Como hemos dicho, en la procesión del Corpus Domini acompañamos al Resucitado en su camino hacia el mundo entero. Haciendo esto, respondemos también a su mandato: «Tomad y comed […] Bebed todos» (Mt 26, 26 y ss.). No se puede «comer» al Resucitado, presente en la figura del pan, como si fuese un simple pedazo de pan. Comer este pan es comunicar, es entrar en comunión personal con el Señor vivo. Esta comunión, este acto de «comer» es realmente un encuentro entre dos personas, es un dejarse penetrar por la vida de Aquél que es el Señor, por Aquél que es mi Creador y Redentor. La finalidad de esta comunión es la asimilación de mi vida con la suya, mi transformación y conformación con Aquél que es el Amor vivo. Es por eso que esta comunión implica la voluntad de seguir a Cristo, de seguir a Aquél que nos precede.

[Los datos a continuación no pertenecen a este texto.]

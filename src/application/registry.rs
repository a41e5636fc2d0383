//! In-memory job registry.
//!
//! The outer map lock is only held long enough to find or insert a job; each
//! job sits behind its own mutex so updates on different ids never wait on
//! each other.

use crate::domain::jobs::{Job, JobId, JobSnapshot};
use crate::error::{Error, Result};
use chrono::{DateTime, Utc};
use std::collections::HashMap;
use std::sync::{Arc, Mutex, PoisonError, RwLock};

#[derive(Default)]
pub struct JobRegistry {
    jobs: RwLock<HashMap<JobId, Arc<Mutex<Job>>>>,
}

impl JobRegistry {
    pub fn new() -> Self {
        Self::default()
    }

    /// Registers a freshly built job. Ids are never reused.
    pub fn create(&self, job: Job) -> Result<JobId> {
        let id = job.id();
        let mut jobs = self.jobs.write().unwrap_or_else(PoisonError::into_inner);
        if jobs.contains_key(&id) {
            return Err(Error::Conflict(format!("Job {} already exists", id)));
        }
        jobs.insert(id, Arc::new(Mutex::new(job)));
        Ok(id)
    }

    pub fn get(&self, id: &JobId) -> Result<JobSnapshot> {
        let job = self.entry(id).ok_or(Error::NotFound)?;
        let job = job.lock().unwrap_or_else(PoisonError::into_inner);
        Ok(job.snapshot())
    }

    /// Runs `f` against the job under its lock. Returns `None` when the job
    /// has been deleted, so late writers become no-ops.
    pub fn update<R>(&self, id: &JobId, f: impl FnOnce(&mut Job) -> R) -> Option<R> {
        let job = self.entry(id)?;
        let mut job = job.lock().unwrap_or_else(PoisonError::into_inner);
        Some(f(&mut job))
    }

    pub fn delete(&self, id: &JobId) -> Option<JobSnapshot> {
        let removed = self
            .jobs
            .write()
            .unwrap_or_else(PoisonError::into_inner)
            .remove(id)?;
        let job = removed.lock().unwrap_or_else(PoisonError::into_inner);
        Some(job.snapshot())
    }

    pub fn contains(&self, id: &JobId) -> bool {
        self.read().contains_key(id)
    }

    pub fn len(&self) -> usize {
        self.read().len()
    }

    pub fn is_empty(&self) -> bool {
        self.read().is_empty()
    }

    pub fn ids(&self) -> Vec<JobId> {
        self.read().keys().copied().collect()
    }

    /// Ids of jobs that reached a terminal state before `cutoff`.
    pub fn expired(&self, cutoff: DateTime<Utc>) -> Vec<JobId> {
        let entries: Vec<Arc<Mutex<Job>>> = self.read().values().cloned().collect();
        entries
            .iter()
            .filter_map(|job| {
                let job = job.lock().unwrap_or_else(PoisonError::into_inner);
                job.finished_at()
                    .is_some_and(|finished| finished < cutoff)
                    .then(|| job.id())
            })
            .collect()
    }

    fn entry(&self, id: &JobId) -> Option<Arc<Mutex<Job>>> {
        self.read().get(id).cloned()
    }

    fn read(&self) -> std::sync::RwLockReadGuard<'_, HashMap<JobId, Arc<Mutex<Job>>>> {
        self.jobs.read().unwrap_or_else(PoisonError::into_inner)
    }
}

Adoración y procesión forman entonces parte de un único gesto de comunión, responden a su mandato: «tomad y comed».
Nuestra procesión termina frente a la Basílica de santa María Mayor, en el encuentro con Nuestra Señora, llamada por el querido papa Juan Pablo II «Mujer eucarística». Frente a María, la Madre del Señor, nos enseña que significa entrar en comunión con Cristo: María ha ofrecido su propia carne y su propia sangre a Jesús y se ha convertido en tienda viva del Verbo, dejándose penetrar en su cuerpo y en su espíritu por Su presencia. Roguémosle a ella, nuestra santa Madre, para que nos ayude a abrir cada vez más nuestro propio ser a la presencia de Cristo, para que nos ayude a seguirlo fielmente, día tras día, por las calles de nuestra vida. ¡Amén!